## PROBLEM REQUIREMENTS
Repeat, please, only the lines from the top of the data down to the line with "pub struct Claims"; include both of those lines.

━━━━━ ENTRIES PROVIDED

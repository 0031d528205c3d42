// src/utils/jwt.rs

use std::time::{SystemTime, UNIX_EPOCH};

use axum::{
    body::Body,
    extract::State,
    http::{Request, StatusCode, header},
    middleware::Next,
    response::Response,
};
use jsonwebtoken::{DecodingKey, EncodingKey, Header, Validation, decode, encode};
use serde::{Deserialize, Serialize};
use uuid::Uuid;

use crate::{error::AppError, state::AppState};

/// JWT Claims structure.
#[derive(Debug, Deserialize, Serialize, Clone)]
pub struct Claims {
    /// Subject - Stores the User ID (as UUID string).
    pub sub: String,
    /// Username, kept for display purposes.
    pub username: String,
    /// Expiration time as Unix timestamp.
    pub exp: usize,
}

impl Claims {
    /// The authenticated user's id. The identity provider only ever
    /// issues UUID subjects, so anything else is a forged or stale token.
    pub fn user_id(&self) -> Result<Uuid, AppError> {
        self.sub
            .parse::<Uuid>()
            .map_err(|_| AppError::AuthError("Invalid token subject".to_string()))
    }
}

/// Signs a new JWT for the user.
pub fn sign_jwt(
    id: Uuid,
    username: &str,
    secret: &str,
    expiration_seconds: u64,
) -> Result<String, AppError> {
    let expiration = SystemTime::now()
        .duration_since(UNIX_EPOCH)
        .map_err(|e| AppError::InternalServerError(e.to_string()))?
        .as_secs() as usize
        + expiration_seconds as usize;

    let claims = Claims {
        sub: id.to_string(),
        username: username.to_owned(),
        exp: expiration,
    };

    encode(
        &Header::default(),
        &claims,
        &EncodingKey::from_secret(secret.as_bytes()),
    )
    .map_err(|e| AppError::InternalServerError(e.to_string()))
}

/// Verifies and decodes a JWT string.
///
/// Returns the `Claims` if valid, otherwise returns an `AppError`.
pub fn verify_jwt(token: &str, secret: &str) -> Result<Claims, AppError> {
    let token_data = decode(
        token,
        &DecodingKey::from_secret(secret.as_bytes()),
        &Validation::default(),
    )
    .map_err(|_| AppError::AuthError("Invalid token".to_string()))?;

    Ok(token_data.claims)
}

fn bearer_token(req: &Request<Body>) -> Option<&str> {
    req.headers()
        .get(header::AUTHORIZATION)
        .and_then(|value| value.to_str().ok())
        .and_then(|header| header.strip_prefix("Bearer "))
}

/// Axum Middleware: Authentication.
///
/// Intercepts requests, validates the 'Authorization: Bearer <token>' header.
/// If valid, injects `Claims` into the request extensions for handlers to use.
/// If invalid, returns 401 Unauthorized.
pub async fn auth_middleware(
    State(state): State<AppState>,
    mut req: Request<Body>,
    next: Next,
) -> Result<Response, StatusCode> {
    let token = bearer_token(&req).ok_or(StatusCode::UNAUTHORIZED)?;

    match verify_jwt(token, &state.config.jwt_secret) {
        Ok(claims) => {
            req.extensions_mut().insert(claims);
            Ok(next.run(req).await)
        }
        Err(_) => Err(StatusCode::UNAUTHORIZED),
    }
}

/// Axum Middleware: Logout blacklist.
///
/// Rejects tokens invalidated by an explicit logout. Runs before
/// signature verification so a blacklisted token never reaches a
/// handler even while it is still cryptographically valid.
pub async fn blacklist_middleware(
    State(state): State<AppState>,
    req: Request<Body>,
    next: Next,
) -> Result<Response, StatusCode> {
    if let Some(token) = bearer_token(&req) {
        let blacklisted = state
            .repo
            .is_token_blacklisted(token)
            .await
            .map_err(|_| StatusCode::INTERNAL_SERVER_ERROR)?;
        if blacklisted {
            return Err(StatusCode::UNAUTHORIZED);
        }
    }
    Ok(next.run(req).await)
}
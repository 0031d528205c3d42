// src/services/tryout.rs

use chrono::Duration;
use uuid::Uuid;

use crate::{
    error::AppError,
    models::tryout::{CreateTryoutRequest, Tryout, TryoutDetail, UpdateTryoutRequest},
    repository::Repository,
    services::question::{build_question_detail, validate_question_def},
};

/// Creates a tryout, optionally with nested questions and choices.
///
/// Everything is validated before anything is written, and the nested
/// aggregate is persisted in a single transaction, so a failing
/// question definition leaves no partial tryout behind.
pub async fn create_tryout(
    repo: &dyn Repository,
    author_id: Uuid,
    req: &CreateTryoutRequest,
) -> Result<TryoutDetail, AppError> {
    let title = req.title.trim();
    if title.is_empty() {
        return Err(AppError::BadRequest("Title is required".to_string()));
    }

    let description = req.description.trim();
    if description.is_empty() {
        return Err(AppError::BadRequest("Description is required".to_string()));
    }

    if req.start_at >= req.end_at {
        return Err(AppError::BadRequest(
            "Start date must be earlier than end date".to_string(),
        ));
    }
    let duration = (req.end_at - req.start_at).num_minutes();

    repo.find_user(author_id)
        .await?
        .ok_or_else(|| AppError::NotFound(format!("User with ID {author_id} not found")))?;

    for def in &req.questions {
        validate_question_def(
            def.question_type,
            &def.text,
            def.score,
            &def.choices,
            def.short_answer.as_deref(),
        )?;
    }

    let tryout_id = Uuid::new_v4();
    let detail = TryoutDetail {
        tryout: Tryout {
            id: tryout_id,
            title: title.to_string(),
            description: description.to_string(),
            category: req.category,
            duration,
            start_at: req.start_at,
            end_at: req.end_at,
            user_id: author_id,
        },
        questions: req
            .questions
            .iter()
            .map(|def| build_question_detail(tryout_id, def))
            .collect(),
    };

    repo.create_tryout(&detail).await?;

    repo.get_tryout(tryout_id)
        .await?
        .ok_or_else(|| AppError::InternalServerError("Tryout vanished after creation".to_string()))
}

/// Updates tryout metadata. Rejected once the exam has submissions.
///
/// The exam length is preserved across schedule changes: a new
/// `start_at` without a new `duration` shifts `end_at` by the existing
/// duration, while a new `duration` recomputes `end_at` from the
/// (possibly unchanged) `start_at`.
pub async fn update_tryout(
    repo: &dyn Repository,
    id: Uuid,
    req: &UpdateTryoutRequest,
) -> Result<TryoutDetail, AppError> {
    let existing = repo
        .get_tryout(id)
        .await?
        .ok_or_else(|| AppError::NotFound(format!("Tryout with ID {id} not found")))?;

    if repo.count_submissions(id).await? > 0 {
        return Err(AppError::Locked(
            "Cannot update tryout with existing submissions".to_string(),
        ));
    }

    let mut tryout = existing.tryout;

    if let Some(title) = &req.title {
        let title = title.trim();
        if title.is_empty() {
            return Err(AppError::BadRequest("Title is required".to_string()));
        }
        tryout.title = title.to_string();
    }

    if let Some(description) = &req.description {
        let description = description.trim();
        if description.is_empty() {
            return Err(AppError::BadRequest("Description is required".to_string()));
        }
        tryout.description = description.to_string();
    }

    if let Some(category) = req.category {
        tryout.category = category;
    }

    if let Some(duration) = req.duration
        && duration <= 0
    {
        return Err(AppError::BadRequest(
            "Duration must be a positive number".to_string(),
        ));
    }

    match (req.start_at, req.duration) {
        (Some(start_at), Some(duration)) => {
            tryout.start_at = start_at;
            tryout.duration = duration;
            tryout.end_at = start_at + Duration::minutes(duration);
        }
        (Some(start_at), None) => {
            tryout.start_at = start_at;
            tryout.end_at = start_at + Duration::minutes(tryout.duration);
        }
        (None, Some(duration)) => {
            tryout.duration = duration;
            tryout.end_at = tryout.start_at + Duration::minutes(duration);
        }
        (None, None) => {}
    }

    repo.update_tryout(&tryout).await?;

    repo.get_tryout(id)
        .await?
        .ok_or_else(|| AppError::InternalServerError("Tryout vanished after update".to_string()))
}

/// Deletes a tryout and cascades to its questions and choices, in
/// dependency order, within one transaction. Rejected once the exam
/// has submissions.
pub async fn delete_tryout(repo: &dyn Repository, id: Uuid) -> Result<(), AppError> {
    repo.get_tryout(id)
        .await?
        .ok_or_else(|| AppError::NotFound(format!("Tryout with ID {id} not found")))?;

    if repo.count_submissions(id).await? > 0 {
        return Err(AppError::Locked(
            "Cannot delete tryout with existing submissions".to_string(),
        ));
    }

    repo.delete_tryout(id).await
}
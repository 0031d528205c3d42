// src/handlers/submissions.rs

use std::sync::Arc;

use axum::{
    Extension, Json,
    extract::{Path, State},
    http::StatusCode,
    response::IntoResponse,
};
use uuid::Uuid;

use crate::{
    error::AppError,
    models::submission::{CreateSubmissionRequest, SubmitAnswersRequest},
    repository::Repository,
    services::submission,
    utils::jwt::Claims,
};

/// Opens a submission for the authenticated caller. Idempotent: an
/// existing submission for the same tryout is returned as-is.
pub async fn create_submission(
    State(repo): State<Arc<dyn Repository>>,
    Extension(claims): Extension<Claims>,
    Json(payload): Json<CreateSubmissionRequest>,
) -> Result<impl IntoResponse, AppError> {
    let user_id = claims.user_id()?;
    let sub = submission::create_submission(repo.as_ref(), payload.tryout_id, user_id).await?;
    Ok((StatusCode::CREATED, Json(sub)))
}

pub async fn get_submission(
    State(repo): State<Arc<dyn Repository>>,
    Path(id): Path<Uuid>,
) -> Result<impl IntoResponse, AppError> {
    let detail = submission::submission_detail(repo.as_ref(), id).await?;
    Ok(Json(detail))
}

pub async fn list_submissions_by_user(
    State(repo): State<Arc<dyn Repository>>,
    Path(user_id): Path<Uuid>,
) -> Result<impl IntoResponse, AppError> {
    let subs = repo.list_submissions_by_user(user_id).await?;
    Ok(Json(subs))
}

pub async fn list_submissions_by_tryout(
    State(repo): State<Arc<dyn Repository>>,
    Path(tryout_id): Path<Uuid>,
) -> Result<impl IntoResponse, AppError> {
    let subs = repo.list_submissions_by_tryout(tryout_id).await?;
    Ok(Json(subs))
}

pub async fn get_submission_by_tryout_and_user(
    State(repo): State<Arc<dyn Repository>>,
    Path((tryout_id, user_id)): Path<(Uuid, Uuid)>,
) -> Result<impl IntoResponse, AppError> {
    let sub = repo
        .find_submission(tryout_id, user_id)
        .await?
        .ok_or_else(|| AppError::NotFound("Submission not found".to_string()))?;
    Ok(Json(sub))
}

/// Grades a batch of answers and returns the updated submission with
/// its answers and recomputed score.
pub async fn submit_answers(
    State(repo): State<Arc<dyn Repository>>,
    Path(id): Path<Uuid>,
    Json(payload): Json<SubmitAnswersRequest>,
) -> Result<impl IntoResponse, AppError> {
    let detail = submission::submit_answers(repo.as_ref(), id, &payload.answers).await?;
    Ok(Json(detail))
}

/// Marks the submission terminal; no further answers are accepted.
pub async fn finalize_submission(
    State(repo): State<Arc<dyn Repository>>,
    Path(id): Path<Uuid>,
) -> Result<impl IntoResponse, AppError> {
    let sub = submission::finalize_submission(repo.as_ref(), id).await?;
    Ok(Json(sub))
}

━━━━━━━━━━

## ANSWER
repository 0031d528205c3d42
// src/utils/jwt.rs

use std::time::{SystemTime, UNIX_EPOCH};

use axum::{
    body::Body,
    extract::State,
    http::{Request, StatusCode, header},
    middleware::Next,
    response::Response,
};
use jsonwebtoken::{DecodingKey, EncodingKey, Header, Validation, decode, encode};
use serde::{Deserialize, Serialize};
use uuid::Uuid;

use crate::{error::AppError, state::AppState};

/// JWT Claims structure.
#[derive(Debug, Deserialize, Serialize, Clone)]
pub struct Claims {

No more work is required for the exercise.